From the data below, copy each line that includes the word "MapClaims".

**Task data:**
____

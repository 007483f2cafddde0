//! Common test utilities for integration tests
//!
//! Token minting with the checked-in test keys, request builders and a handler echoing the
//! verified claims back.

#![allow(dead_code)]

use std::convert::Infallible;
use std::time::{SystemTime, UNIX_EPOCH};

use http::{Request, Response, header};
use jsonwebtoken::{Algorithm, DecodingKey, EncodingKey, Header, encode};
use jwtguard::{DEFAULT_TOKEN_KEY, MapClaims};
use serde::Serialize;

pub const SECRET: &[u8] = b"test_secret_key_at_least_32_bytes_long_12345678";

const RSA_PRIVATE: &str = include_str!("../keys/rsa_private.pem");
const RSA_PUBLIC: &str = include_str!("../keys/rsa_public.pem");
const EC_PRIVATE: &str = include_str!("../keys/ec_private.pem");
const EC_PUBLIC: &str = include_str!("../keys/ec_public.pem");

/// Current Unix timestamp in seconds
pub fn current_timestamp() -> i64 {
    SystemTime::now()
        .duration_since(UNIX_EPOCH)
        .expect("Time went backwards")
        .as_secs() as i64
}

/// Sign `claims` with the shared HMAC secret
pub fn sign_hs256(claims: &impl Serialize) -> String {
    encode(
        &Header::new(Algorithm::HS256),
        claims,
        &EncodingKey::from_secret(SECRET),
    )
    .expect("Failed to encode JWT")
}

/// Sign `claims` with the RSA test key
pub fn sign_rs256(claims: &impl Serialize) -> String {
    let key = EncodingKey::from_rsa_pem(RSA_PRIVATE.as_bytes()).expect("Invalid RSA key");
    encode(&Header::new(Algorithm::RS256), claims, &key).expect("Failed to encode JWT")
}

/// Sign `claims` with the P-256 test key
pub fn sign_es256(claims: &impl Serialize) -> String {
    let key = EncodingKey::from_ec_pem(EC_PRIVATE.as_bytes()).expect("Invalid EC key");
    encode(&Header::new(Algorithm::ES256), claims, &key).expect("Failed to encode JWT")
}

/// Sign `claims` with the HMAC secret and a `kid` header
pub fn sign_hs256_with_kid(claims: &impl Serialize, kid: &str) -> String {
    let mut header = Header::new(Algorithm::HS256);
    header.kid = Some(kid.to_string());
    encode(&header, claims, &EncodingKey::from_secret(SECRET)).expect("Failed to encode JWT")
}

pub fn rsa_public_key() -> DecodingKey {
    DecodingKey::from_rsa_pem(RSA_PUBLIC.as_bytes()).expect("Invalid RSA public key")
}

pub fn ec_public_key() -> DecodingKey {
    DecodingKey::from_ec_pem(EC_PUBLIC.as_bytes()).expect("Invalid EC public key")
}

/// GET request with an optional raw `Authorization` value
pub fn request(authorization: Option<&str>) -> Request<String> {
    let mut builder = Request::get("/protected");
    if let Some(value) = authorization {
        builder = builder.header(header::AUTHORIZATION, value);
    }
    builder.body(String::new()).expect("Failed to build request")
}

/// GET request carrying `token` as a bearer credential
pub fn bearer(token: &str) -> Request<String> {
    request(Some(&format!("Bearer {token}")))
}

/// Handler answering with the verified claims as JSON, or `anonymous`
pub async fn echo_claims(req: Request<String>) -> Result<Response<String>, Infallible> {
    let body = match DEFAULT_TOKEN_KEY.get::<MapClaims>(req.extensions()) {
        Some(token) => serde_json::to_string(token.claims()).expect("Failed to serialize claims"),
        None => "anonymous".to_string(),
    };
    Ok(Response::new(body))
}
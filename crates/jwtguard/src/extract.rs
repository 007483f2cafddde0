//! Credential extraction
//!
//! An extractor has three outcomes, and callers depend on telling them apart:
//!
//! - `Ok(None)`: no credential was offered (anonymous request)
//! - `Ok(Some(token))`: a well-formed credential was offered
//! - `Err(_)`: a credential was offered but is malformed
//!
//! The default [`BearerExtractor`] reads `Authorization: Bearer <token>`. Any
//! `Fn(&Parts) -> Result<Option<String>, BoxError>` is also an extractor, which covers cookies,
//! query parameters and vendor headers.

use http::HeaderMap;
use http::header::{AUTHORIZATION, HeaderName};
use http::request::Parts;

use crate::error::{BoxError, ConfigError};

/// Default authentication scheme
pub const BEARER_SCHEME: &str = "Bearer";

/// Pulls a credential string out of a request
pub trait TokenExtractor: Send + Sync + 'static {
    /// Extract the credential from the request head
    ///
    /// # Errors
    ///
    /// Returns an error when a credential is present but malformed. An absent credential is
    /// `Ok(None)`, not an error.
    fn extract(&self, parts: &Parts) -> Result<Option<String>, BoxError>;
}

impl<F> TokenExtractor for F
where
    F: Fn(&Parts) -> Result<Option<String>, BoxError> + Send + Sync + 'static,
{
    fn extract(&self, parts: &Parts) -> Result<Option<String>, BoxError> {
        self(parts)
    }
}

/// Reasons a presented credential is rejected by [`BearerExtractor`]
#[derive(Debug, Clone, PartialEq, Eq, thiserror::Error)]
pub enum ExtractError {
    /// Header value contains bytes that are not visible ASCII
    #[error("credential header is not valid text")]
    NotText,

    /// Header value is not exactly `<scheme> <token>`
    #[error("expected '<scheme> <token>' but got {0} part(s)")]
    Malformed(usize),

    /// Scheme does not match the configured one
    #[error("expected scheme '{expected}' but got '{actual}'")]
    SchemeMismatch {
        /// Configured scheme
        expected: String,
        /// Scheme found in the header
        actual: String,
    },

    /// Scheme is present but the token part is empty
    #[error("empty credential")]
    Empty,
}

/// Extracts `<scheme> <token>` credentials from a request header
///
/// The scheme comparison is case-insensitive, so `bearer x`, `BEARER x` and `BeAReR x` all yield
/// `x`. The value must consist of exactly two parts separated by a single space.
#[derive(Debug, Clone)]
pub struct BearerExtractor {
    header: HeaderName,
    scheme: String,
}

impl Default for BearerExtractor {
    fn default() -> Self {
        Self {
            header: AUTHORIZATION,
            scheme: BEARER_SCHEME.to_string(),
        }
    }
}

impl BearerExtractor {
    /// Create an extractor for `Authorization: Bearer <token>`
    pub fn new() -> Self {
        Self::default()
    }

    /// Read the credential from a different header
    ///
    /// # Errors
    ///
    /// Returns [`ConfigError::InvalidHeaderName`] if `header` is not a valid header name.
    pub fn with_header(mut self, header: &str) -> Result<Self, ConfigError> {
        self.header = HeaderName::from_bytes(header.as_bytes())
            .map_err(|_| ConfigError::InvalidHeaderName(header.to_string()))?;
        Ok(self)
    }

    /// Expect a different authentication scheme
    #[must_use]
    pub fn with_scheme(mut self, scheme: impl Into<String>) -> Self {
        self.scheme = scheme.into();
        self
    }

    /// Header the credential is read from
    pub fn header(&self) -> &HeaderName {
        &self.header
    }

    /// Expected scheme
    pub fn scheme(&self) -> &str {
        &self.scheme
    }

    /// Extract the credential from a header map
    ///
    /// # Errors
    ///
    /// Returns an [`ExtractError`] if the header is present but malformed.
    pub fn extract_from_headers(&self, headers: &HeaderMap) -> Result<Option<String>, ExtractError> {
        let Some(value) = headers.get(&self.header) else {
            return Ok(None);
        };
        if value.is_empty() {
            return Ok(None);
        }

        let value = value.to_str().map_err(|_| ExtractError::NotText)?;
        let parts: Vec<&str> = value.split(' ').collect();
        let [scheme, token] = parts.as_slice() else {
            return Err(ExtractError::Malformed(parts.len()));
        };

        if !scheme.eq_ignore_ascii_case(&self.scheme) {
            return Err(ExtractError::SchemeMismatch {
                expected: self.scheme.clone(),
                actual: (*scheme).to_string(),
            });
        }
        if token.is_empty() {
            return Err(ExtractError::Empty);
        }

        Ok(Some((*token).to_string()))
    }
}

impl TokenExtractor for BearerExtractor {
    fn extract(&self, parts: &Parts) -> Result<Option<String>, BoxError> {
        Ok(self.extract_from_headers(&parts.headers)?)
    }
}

____

**Result:**
use jwtguard::{DEFAULT_TOKEN_KEY, MapClaims};
    let body = match DEFAULT_TOKEN_KEY.get::<MapClaims>(req.extensions()) {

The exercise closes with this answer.